• **Problem details**: Where the records below have a line with "bool", that line is to be copied.

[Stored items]
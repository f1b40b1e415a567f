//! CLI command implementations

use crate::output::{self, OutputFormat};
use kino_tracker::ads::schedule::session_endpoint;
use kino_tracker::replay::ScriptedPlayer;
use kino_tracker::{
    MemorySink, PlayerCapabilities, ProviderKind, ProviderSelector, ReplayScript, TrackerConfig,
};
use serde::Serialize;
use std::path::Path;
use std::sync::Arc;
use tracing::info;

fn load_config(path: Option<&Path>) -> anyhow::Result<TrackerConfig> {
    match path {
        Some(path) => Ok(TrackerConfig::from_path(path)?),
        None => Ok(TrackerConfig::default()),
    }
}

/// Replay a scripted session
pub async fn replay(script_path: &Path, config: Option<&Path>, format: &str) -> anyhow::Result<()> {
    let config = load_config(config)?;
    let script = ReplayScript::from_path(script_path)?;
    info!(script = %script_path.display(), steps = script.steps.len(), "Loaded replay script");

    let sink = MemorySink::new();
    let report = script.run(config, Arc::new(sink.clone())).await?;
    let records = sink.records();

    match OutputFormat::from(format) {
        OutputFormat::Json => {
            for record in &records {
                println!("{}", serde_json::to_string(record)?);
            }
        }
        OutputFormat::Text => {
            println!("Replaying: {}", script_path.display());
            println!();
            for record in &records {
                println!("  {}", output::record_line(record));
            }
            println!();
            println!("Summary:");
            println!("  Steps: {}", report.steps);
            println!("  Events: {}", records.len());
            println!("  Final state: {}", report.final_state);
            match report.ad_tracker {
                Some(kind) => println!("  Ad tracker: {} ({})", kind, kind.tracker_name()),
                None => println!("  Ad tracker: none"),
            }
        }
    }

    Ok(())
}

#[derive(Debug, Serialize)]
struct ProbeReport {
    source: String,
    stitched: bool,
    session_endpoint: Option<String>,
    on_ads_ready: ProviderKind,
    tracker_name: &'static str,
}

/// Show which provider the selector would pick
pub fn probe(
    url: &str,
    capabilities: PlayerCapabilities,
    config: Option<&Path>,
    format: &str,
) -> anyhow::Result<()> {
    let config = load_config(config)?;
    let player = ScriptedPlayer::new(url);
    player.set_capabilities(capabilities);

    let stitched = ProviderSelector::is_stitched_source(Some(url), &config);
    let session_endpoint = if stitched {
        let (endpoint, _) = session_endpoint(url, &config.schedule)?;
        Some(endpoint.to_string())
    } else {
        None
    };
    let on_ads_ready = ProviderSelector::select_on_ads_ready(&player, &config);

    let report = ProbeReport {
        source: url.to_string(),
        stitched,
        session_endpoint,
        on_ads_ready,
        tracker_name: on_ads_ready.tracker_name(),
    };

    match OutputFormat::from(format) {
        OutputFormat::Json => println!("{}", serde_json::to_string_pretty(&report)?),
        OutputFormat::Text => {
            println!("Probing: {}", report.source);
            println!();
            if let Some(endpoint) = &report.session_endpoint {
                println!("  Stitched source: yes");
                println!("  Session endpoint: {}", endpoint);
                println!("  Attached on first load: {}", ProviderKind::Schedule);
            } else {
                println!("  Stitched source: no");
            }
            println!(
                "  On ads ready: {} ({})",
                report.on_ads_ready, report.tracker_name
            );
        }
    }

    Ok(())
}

...

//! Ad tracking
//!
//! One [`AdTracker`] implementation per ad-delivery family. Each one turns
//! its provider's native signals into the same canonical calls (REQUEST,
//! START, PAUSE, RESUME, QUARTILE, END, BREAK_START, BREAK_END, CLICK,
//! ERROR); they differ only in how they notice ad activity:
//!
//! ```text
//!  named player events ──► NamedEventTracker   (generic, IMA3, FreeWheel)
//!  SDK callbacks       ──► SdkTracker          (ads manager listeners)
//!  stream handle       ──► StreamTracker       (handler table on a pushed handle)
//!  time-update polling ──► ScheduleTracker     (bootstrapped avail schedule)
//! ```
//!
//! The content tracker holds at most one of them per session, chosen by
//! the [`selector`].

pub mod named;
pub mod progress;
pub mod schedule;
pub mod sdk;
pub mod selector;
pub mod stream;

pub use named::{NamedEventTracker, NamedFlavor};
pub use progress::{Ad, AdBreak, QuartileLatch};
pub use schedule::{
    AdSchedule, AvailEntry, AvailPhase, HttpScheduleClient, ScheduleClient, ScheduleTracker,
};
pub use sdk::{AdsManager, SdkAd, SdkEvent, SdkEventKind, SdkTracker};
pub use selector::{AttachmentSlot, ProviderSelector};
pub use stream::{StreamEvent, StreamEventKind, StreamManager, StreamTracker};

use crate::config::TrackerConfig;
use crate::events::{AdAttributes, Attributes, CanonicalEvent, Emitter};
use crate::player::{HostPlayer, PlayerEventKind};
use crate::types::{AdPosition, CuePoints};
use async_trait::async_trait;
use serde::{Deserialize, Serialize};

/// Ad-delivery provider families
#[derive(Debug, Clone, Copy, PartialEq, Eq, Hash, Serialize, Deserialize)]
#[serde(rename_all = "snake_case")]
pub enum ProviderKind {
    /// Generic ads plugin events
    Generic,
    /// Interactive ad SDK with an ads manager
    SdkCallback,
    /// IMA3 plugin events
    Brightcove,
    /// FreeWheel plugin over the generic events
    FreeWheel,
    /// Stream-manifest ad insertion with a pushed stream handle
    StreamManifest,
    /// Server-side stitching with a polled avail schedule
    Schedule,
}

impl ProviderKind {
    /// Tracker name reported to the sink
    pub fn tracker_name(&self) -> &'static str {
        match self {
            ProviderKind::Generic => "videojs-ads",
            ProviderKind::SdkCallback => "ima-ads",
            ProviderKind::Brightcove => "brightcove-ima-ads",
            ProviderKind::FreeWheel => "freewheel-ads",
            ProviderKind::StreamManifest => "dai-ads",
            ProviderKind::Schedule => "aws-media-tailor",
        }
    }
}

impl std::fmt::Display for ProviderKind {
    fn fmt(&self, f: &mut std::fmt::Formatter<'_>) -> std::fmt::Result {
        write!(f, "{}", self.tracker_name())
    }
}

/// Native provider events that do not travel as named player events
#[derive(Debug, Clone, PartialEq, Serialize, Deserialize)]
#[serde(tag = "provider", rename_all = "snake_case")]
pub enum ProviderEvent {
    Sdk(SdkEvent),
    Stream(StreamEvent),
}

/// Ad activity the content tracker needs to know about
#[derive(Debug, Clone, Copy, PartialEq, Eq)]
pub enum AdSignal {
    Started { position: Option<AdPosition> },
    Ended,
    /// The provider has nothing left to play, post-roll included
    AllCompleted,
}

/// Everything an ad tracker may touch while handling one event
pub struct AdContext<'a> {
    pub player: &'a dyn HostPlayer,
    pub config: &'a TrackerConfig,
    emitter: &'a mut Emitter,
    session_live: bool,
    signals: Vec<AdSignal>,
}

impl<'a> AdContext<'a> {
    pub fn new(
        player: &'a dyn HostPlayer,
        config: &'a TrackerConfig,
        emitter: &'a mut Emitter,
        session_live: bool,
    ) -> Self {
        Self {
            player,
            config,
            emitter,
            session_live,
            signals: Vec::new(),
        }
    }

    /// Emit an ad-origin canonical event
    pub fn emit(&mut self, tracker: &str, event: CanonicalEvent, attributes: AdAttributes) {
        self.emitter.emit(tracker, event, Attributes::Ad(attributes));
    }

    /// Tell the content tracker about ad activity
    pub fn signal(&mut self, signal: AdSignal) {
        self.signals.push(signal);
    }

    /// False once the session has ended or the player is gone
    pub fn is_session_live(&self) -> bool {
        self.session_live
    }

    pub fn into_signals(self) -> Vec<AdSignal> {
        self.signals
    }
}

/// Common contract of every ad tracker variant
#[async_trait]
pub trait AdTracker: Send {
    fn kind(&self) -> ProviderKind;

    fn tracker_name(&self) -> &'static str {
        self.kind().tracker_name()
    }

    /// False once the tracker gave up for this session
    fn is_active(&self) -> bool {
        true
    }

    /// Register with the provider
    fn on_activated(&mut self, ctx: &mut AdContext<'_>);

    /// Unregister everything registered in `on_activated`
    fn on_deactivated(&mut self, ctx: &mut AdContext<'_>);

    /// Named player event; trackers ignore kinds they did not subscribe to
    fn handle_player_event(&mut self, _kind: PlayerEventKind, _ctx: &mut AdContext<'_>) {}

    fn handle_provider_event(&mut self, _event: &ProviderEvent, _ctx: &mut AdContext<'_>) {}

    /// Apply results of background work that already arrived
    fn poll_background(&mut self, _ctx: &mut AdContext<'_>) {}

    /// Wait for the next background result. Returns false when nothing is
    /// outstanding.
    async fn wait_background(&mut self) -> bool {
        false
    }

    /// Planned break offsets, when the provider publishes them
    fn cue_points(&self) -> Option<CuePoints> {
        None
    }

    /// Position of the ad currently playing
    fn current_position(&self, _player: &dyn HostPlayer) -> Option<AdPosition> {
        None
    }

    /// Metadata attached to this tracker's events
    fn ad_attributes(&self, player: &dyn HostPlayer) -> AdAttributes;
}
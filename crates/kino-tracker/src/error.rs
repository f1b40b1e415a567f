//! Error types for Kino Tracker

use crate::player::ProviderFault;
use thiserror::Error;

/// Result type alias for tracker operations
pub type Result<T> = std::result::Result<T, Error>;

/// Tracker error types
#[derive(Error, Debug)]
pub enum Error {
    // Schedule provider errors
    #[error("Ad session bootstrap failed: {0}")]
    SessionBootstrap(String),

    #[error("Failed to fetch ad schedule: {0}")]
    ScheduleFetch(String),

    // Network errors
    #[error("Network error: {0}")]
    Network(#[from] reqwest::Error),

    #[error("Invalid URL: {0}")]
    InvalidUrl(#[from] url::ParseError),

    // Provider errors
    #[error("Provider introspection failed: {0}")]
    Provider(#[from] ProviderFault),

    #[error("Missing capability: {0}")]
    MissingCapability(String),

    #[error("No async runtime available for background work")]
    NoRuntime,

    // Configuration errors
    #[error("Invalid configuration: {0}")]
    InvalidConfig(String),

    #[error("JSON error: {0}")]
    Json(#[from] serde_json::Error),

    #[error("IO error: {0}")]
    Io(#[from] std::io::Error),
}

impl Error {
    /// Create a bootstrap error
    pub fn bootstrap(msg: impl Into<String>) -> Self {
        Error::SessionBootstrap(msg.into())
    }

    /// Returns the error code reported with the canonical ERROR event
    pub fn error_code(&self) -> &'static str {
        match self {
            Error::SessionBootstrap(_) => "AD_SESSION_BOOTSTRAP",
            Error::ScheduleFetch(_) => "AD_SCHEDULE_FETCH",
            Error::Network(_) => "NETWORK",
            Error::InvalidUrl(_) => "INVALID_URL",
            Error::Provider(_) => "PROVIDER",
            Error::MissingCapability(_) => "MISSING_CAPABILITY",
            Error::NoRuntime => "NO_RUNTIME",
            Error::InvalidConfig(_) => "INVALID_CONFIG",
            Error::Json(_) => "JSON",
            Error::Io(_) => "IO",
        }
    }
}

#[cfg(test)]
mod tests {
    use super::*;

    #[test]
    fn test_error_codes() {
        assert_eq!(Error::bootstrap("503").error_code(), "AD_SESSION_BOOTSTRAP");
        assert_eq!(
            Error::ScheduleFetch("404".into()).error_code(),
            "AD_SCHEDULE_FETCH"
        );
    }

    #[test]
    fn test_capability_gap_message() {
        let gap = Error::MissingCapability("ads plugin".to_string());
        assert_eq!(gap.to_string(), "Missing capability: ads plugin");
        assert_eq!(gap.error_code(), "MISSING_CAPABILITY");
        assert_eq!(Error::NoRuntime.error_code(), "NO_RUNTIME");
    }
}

• **Response to the task**:
    stitched: bool,
    session_live: bool,
        session_live: bool,
    pub fn is_session_live(&self) -> bool {
    fn is_active(&self) -> bool {
    async fn wait_background(&mut self) -> bool {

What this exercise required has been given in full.